Thank you, President, and I would like to start by thanking Special Envoy Grundberg, Director Worsornu and Ms Amat Al-Salam for their briefings.

I would also like to join others in condemning the murder of WFP staff member Moayad Hameidi, and echo briefers’ condolences to his family and his friends.

I also want to join others in congratulating the United Nations, the Dutch Salvage company, SMIT, and all who were involved in the successful transfer of oil from the SAFER tanker to the Yemen. The successful completion of this operation demonstrates what can be achieved when all actors work together in the interests of Yemen and its people.

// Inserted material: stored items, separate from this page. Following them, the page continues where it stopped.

//! Hand categories and five- and seven-card evaluation.
//!
//! Hands are compared by [`Combination`] alone. Two hands in the same
//! category tie regardless of pair ranks, kickers, or flush suits, and the
//! Ace only plays low (there is no straight running past the King).

use core::fmt;

use crate::card::Card;
use crate::error::HandError;
use crate::subsets::FIVE_OF_SEVEN;

/// Poker hand category, ordered from weakest to strongest.
#[derive(Debug, Clone, Copy, PartialEq, Eq, PartialOrd, Ord, Hash)]
#[repr(u8)]
pub enum Combination {
    /// No other category applies.
    HighCard = 1,
    /// Two cards of one rank.
    OnePair,
    /// Two distinct pairs.
    TwoPairs,
    /// Three cards of one rank.
    ThreeOfAKind,
    /// Five consecutive ranks.
    Straight,
    /// Five cards of one suit.
    Flush,
    /// Three of a kind plus a pair.
    FullHouse,
    /// Four cards of one rank.
    FourOfAKind,
    /// Five consecutive ranks of one suit.
    StraightFlush,
}

impl Combination {
    /// All categories from weakest to strongest.
    pub const ALL: [Self; 9] = [
        Self::HighCard,
        Self::OnePair,
        Self::TwoPairs,
        Self::ThreeOfAKind,
        Self::Straight,
        Self::Flush,
        Self::FullHouse,
        Self::FourOfAKind,
        Self::StraightFlush,
    ];

    /// Returns the ordering value (`HighCard` = 1 .. `StraightFlush` = 9).
    #[must_use]
    pub const fn value(self) -> u8 {
        self as u8
    }

    /// Returns the zero-based position in [`Combination::ALL`].
    #[must_use]
    pub const fn index(self) -> usize {
        self as usize - 1
    }
}

impl fmt::Display for Combination {
    fn fmt(&self, f: &mut fmt::Formatter<'_>) -> fmt::Result {
        f.write_str(match self {
            Self::HighCard => "high card",
            Self::OnePair => "one pair",
            Self::TwoPairs => "two pairs",
            Self::ThreeOfAKind => "three of a kind",
            Self::Straight => "straight",
            Self::Flush => "flush",
            Self::FullHouse => "full house",
            Self::FourOfAKind => "four of a kind",
            Self::StraightFlush => "straight flush",
        })
    }
}

/// Category from same-rank groups only.
fn rank_groups(cards: &[Card; 5]) -> Combination {
    let mut per_rank = [0u8; 13];
    for card in cards {
        per_rank[card.rank.value() as usize] += 1;
    }

    // groups[c] = number of ranks held exactly c times
    let mut groups = [0u8; 6];
    for &count in &per_rank {
        groups[count as usize] += 1;
    }

    match (groups[4], groups[3], groups[2]) {
        (1.., _, _) => Combination::FourOfAKind,
        (_, 1.., 1..) => Combination::FullHouse,
        (_, 1.., _) => Combination::ThreeOfAKind,
        (_, _, 2) => Combination::TwoPairs,
        (_, _, 1) => Combination::OnePair,
        _ => Combination::HighCard,
    }
}

/// Category from suit and sequence only.
fn straight_or_flush(cards: &[Card; 5]) -> Combination {
    let flush = cards.iter().all(|card| card.suit == cards[0].suit);

    let mut ranks = cards.map(|card| card.rank.value());
    ranks.sort_unstable();
    let straight = ranks
        .iter()
        .zip(ranks[0]..)
        .all(|(&rank, expected)| rank == expected);

    match (straight, flush) {
        (true, true) => Combination::StraightFlush,
        (false, true) => Combination::Flush,
        (true, false) => Combination::Straight,
        (false, false) => Combination::HighCard,
    }
}

pub(crate) fn classify_five(cards: &[Card; 5]) -> Combination {
    rank_groups(cards).max(straight_or_flush(cards))
}

pub(crate) fn best_of_seven_cards(cards: &[Card; 7]) -> Combination {
    FIVE_OF_SEVEN
        .iter()
        .map(|indices| classify_five(&indices.map(|i| cards[i - 1])))
        .max()
        .unwrap_or(Combination::HighCard)
}

/// Classifies a five-card hand.
///
/// Same-rank groups and straight/flush are detected independently and the
/// stronger of the two categories is returned.
///
/// # Errors
///
/// Returns an error if `cards` does not hold exactly five cards.
///
/// # Example
///
/// ```
/// use eqrs::{Card, Combination, classify};
///
/// let hand: Vec<Card> = [1, 14, 27, 40, 7].into_iter().filter_map(Card::from_id).collect();
/// assert_eq!(classify(&hand), Ok(Combination::FourOfAKind));
/// ```
pub fn classify(cards: &[Card]) -> Result<Combination, HandError> {
    let cards: &[Card; 5] = cards.try_into().map_err(|_| HandError::WrongCardCount {
        expected: 5,
        actual: cards.len(),
    })?;
    Ok(classify_five(cards))
}

/// Returns the best category among the 21 five-card subsets of seven cards.
///
/// # Errors
///
/// Returns an error if `cards` does not hold exactly seven cards.
pub fn best_of_seven(cards: &[Card]) -> Result<Combination, HandError> {
    let cards: &[Card; 7] = cards.try_into().map_err(|_| HandError::WrongCardCount {
        expected: 7,
        actual: cards.len(),
    })?;
    Ok(best_of_seven_cards(cards))
}
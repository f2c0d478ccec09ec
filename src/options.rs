//! Table configuration options.

/// Largest table a single deck can serve.
///
/// Three burns and five board cards leave 44 cards, two per player.
pub const MAX_PLAYERS: u8 = 22;

/// Configuration options for a table.
///
/// Use the builder pattern to customize options:
///
/// ```
/// use eqrs::TableOptions;
///
/// let options = TableOptions::default()
///     .with_players(6)
///     .with_burn_cards(false);
/// ```
#[derive(Debug, Clone, Copy, PartialEq, Eq)]
pub struct TableOptions {
    /// Number of players dealt in.
    pub players: u8,
    /// Whether a card is burned before the flop, turn, and river.
    pub burn_cards: bool,
    /// Whether street analysis is split across worker threads.
    ///
    /// Only takes effect when the `parallel` feature is enabled.
    pub parallel: bool,
}

impl Default for TableOptions {
    fn default() -> Self {
        Self {
            players: 3,
            burn_cards: true,
            parallel: false,
        }
    }
}

impl TableOptions {
    /// Sets the number of players.
    ///
    /// # Example
    ///
    /// ```
    /// use eqrs::TableOptions;
    ///
    /// let options = TableOptions::default().with_players(9);
    /// assert_eq!(options.players, 9);
    /// ```
    #[must_use]
    pub const fn with_players(mut self, players: u8) -> Self {
        self.players = players;
        self
    }

    /// Sets whether cards are burned before each street.
    ///
    /// # Example
    ///
    /// ```
    /// use eqrs::TableOptions;
    ///
    /// let options = TableOptions::default().with_burn_cards(false);
    /// assert!(!options.burn_cards);
    /// ```
    #[must_use]
    pub const fn with_burn_cards(mut self, burn: bool) -> Self {
        self.burn_cards = burn;
        self
    }

    /// Sets whether analysis runs on worker threads.
    ///
    /// # Example
    ///
    /// ```
    /// use eqrs::TableOptions;
    ///
    /// let options = TableOptions::default().with_parallel(true);
    /// assert!(options.parallel);
    /// ```
    #[must_use]
    pub const fn with_parallel(mut self, parallel: bool) -> Self {
        self.parallel = parallel;
        self
    }
}
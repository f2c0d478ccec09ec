#[cfg(feature = "std")]
pub struct Mutex<T>(std::sync::Mutex<T>);

#[cfg(feature = "std")]
impl<T> Mutex<T> {
    pub const fn new(value: T) -> Self {
        Self(std::sync::Mutex::new(value))
    }

    pub fn lock(&self) -> std::sync::MutexGuard<'_, T> {
        self.0
            .lock()
            .unwrap_or_else(std::sync::PoisonError::into_inner)
    }
}

#[cfg(feature = "std")]
pub use std::sync::LazyLock as Lazy;

#[cfg(all(not(feature = "std"), feature = "alloc"))]
pub use spin::{Lazy, Mutex};
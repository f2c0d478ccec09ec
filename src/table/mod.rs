//! Dealing session and per-street analysis.

use core::sync::atomic::{AtomicU32, Ordering};

use alloc::string::ToString;
use alloc::vec::Vec;
use rand::SeedableRng;
use rand::seq::SliceRandom;
use rand_chacha::ChaCha8Rng;

use crate::sync::Mutex;

use crate::card::{Card, full_deck};
use crate::equity;
use crate::error::{AnalysisError, DealError};
use crate::options::{MAX_PLAYERS, TableOptions};
use crate::player::{Player, PlayerId};
use crate::result::{PlayerEquity, StreetReport};

pub mod state;

pub use state::Street;

/// A hold'em table that deals one hand and analyzes each street.
///
/// The table owns the deck, the board, the burned cards, and the players.
/// Use [`TableOptions`] to configure the number of players and burning.
pub struct Table {
    /// Undealt cards; the next card is drawn from the end.
    pub deck: Mutex<Vec<Card>>,
    /// Table options.
    pub options: TableOptions,
    /// Current street, or `None` before the hole cards are dealt.
    pub street: Mutex<Option<Street>>,
    /// Next player ID to assign.
    next_id: AtomicU32,
    /// Seated players in dealing order.
    pub players: Mutex<Vec<Player>>,
    /// Community cards.
    pub board: Mutex<Vec<Card>>,
    /// Burned cards.
    pub burned: Mutex<Vec<Card>>,
    /// Random number generator.
    rng: Mutex<ChaCha8Rng>,
}

impl Table {
    /// Creates a table with a deck shuffled from the given seed.
    ///
    /// # Example
    ///
    /// ```
    /// use eqrs::{Table, TableOptions};
    ///
    /// let table = Table::new(TableOptions::default(), 42);
    /// assert_eq!(table.cards_remaining(), 52);
    /// ```
    #[must_use]
    pub fn new(options: TableOptions, seed: u64) -> Self {
        let mut rng = ChaCha8Rng::seed_from_u64(seed);
        let deck = Self::shuffled_deck(&mut rng);
        Self::build(options, deck, rng)
    }

    /// Creates a table with a fixed deck, drawing from its end.
    ///
    /// Useful for replaying a known hand.
    #[must_use]
    pub fn with_deck(options: TableOptions, deck: Vec<Card>) -> Self {
        Self::build(options, deck, ChaCha8Rng::seed_from_u64(0))
    }

    fn build(options: TableOptions, deck: Vec<Card>, rng: ChaCha8Rng) -> Self {
        Self {
            deck: Mutex::new(deck),
            options,
            street: Mutex::new(None),
            next_id: AtomicU32::new(0),
            players: Mutex::new(Vec::new()),
            board: Mutex::new(Vec::new()),
            burned: Mutex::new(Vec::new()),
            rng: Mutex::new(rng),
        }
    }

    fn shuffled_deck(rng: &mut ChaCha8Rng) -> Vec<Card> {
        let mut cards = full_deck();
        cards.shuffle(rng);
        cards
    }

    /// Gathers every card, reshuffles, and removes the players.
    ///
    /// Player IDs keep increasing across hands; once they are used up,
    /// [`Table::deal_hole_cards`] fails with [`DealError::IdsExhausted`].
    pub fn clear_hand(&self) {
        let mut rng = self.rng.lock();
        *self.deck.lock() = Self::shuffled_deck(&mut rng);
        self.players.lock().clear();
        self.board.lock().clear();
        self.burned.lock().clear();
        *self.street.lock() = None;
    }

    /// Draws `count` cards from the deck, or none if it holds fewer.
    fn draw(&self, count: usize) -> Option<Vec<Card>> {
        let mut deck = self.deck.lock();
        let split = deck.len().checked_sub(count)?;
        let mut cards = deck.split_off(split);
        cards.reverse();
        Some(cards)
    }

    /// Deals two hole cards to every player.
    ///
    /// Cards go out one at a time around the table, twice. Players are named
    /// by their seat number starting from 1.
    ///
    /// Returns the assigned player IDs.
    ///
    /// # Errors
    ///
    /// Returns an error if the hole cards were already dealt, the table is
    /// empty or over [`MAX_PLAYERS`], the player IDs are used up, or the
    /// deck runs short.
    pub fn deal_hole_cards(&self) -> Result<Vec<PlayerId>, DealError> {
        if self.street.lock().is_some() {
            return Err(DealError::InvalidState);
        }

        let count = usize::from(self.options.players);
        if count == 0 {
            return Err(DealError::NoPlayers);
        }
        if self.options.players > MAX_PLAYERS {
            return Err(DealError::TooManyPlayers);
        }

        if self.cards_remaining() < count * 2 {
            return Err(DealError::NotEnoughCards);
        }
        let first_id = self.reserve_ids(self.options.players)?;
        let cards = self.draw(count * 2).ok_or(DealError::NotEnoughCards)?;
        let (first, second) = cards.split_at(count);

        let mut players = self.players.lock();
        for (seat, (&a, &b)) in first.iter().zip(second).enumerate() {
            let id = first_id + seat as PlayerId;
            log::trace!("player {id} dealt {a} {b}");
            players.push(Player::new(id, (seat + 1).to_string(), [a, b]));
        }
        let ids = players.iter().map(Player::id).collect();
        drop(players);

        *self.street.lock() = Some(Street::Preflop);
        Ok(ids)
    }

    /// Claims `count` consecutive player IDs, returning the first.
    fn reserve_ids(&self, count: u8) -> Result<PlayerId, DealError> {
        self.next_id
            .fetch_update(Ordering::SeqCst, Ordering::SeqCst, |next| {
                next.checked_add(u32::from(count))
            })
            .map_err(|_| DealError::IdsExhausted)
    }

    /// Burns a card (if enabled) and deals the board cards of the next street.
    ///
    /// Returns the new board cards.
    ///
    /// # Errors
    ///
    /// Returns an error before the hole cards are dealt, after the river, or
    /// if the deck runs short.
    pub fn advance(&self) -> Result<Vec<Card>, DealError> {
        let current = (*self.street.lock()).ok_or(DealError::InvalidState)?;
        let next = current.next().ok_or(DealError::InvalidState)?;

        let burn = usize::from(self.options.burn_cards);
        let count = next.board_len() - current.board_len();
        let mut cards = self.draw(burn + count).ok_or(DealError::NotEnoughCards)?;

        let dealt = cards.split_off(burn);
        if let Some(&burned) = cards.first() {
            log::trace!("burned {burned}");
            self.burned.lock().push(burned);
        }
        self.board.lock().extend_from_slice(&dealt);
        log::trace!("{next:?} dealt, {} cards left", self.cards_remaining());

        *self.street.lock() = Some(next);
        Ok(dealt)
    }

    /// Analyzes the current street over every completion of the board.
    ///
    /// Player statistics are reset first, then replaced by the street's
    /// totals. If the analysis fails the players are left reset.
    ///
    /// # Errors
    ///
    /// Returns an error before the flop (five unseen board cards are not
    /// analyzed) or if the table's cards are inconsistent.
    #[expect(
        clippy::significant_drop_tightening,
        reason = "locks are held for entire operation"
    )]
    pub fn analyze(&self) -> Result<StreetReport, DealError> {
        let street = match *self.street.lock() {
            Some(street) if street != Street::Preflop => street,
            _ => return Err(DealError::InvalidState),
        };

        let mut players = self.players.lock();
        let board = self.board.lock();
        let deck = self.deck.lock();

        players.iter_mut().for_each(Player::reset);
        self.run(&mut players, &board, &deck)?;

        Ok(StreetReport {
            street,
            board: board.clone(),
            burned: self.burned.lock().clone(),
            players: players.iter().map(PlayerEquity::from).collect(),
        })
    }

    #[cfg(feature = "parallel")]
    fn run(&self, players: &mut [Player], board: &[Card], deck: &[Card]) -> Result<(), AnalysisError> {
        if self.options.parallel {
            equity::analyze_round_parallel(players, board, deck)
        } else {
            equity::analyze_round(players, board, deck)
        }
    }

    #[cfg(not(feature = "parallel"))]
    fn run(&self, players: &mut [Player], board: &[Card], deck: &[Card]) -> Result<(), AnalysisError> {
        equity::analyze_round(players, board, deck)
    }

    /// Resets every player's statistics.
    pub fn clear_stats(&self) {
        self.players.lock().iter_mut().for_each(Player::reset);
    }

    /// Returns a snapshot of the players.
    pub fn players(&self) -> Vec<Player> {
        self.players.lock().clone()
    }

    /// Returns the player with the given ID.
    pub fn get_player(&self, player_id: PlayerId) -> Option<Player> {
        self.players
            .lock()
            .iter()
            .find(|player| player.id() == player_id)
            .cloned()
    }

    /// Returns the community cards.
    pub fn board(&self) -> Vec<Card> {
        self.board.lock().clone()
    }

    /// Returns the burned cards.
    pub fn burned(&self) -> Vec<Card> {
        self.burned.lock().clone()
    }

    /// Returns the number of undealt cards.
    pub fn cards_remaining(&self) -> usize {
        self.deck.lock().len()
    }

    /// Returns the current street.
    pub fn street(&self) -> Option<Street> {
        *self.street.lock()
    }
}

Taking encouragement from the achievement, the UK urges all parties to work together to build on the truce-like conditions in Yemen and pave the way for a UN-led Yemeni-Yemeni peace process. In particular, it is essential that the Presidential Leadership Council remain united towards one common goal: a lasting and inclusive peace for the Yemeni people. An inclusive peace process under UN auspices is the only pathway to end permanently this war.

Madam President, Houthi attacks and continued threats to prevent oil exports from Government controlled areas are severely impacting Yemen’s economy. These attacks on the economy are attacks on the livelihoods and services for some of the most vulnerable people in Yemen. And we urge the Houthis to stop these attacks.

The UK welcomes the recent deposit of $250 million from Saudi Arabia, as the first tranche of a generous $1.2 billion pledge of economic support.

As Director Worsornu said, the Government of Yemen will remain dependent on external financing to provide basic services and pay public salaries until the Houthis stop their economic warfare and the Government can generate its own revenues.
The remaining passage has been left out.